Data excerpts:
+ + + + + + +

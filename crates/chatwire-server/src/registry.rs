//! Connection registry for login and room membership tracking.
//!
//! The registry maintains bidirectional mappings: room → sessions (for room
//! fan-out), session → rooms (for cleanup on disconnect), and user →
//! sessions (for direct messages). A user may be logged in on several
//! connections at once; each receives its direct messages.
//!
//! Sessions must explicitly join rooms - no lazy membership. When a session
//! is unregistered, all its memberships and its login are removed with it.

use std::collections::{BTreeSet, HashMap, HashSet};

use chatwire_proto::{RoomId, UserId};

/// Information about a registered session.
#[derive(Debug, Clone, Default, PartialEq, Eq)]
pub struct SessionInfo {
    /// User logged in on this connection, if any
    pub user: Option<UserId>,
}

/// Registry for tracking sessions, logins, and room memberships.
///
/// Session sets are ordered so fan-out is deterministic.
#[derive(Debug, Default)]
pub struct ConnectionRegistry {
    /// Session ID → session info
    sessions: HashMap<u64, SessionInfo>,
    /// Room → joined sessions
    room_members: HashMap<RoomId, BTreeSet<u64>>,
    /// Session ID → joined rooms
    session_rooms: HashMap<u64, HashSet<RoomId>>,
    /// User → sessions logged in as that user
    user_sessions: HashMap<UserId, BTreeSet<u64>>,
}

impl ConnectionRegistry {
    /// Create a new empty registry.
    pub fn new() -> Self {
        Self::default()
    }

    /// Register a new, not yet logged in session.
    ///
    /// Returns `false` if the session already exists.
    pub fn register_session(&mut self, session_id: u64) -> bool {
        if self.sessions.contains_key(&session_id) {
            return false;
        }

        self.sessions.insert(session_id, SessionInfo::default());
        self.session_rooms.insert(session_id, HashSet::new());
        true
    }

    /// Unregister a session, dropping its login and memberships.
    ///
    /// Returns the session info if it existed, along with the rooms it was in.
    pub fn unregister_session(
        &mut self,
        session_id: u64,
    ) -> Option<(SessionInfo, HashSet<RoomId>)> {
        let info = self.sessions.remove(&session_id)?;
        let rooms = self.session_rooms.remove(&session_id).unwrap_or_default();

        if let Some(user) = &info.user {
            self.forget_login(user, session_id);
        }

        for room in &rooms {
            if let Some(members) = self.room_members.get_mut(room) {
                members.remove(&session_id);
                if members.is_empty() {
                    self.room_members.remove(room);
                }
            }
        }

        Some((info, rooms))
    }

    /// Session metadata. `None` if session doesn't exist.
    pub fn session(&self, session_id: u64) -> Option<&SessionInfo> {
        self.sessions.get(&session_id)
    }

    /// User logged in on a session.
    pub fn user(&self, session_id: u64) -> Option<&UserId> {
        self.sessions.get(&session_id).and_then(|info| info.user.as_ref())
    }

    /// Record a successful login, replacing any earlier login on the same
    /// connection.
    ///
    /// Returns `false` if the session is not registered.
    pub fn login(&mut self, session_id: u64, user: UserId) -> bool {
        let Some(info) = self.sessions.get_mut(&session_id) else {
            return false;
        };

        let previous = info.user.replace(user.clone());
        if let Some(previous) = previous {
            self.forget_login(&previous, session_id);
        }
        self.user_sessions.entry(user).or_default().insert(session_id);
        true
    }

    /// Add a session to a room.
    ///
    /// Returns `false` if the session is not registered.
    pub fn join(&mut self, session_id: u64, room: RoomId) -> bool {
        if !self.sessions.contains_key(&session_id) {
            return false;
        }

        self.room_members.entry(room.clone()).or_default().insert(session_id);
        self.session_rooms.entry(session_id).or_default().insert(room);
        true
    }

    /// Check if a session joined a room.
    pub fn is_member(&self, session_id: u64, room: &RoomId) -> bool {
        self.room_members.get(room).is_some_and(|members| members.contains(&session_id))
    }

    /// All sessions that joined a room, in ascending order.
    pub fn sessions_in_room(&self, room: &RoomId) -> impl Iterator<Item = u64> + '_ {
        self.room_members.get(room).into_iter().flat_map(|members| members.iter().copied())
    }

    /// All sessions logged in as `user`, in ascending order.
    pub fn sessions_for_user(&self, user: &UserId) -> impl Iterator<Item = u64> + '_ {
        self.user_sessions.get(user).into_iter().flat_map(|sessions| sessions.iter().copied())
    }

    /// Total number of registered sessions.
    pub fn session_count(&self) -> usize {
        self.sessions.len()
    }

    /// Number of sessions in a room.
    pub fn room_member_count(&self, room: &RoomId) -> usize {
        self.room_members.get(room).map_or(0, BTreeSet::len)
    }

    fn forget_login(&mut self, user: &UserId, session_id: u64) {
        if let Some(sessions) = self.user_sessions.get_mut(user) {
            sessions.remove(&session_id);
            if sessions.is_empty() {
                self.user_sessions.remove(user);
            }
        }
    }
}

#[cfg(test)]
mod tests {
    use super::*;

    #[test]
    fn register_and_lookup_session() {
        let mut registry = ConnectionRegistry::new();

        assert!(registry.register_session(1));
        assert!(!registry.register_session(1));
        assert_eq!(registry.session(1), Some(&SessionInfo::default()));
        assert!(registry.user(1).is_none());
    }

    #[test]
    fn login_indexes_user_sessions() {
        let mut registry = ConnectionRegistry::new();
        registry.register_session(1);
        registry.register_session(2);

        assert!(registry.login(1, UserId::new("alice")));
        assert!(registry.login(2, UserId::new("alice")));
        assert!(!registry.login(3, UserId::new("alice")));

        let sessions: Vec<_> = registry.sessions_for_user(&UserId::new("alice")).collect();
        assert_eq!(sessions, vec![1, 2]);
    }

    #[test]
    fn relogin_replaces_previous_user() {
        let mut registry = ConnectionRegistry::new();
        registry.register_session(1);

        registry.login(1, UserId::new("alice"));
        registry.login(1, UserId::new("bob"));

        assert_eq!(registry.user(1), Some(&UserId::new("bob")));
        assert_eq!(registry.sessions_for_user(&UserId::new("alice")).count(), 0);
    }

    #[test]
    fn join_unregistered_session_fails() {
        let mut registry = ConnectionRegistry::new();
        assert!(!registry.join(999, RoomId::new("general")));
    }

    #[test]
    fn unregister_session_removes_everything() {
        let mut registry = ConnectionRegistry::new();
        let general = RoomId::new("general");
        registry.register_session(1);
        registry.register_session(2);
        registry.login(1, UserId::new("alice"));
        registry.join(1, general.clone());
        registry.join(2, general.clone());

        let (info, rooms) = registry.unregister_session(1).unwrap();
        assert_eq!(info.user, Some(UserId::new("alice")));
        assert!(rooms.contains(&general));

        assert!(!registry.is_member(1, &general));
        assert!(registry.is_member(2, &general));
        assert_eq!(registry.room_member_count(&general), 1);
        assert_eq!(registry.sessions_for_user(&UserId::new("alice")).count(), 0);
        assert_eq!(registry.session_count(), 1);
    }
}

+ + + + + + +

#### [Task to carry out]
Output the lines above between the one holding "self.sessions.len()" and the one holding "#[cfg(test)]", inclusive, with nothing before or after them.

#### [Exercise output]
        self.sessions.len()
    }

    /// Number of sessions in a room.
    pub fn room_member_count(&self, room: &RoomId) -> usize {
        self.room_members.get(room).map_or(0, BTreeSet::len)
    }

    fn forget_login(&mut self, user: &UserId, session_id: u64) {
        if let Some(sessions) = self.user_sessions.get_mut(user) {
            sessions.remove(&session_id);
            if sessions.is_empty() {
                self.user_sessions.remove(user);
            }
        }
    }
}

#[cfg(test)]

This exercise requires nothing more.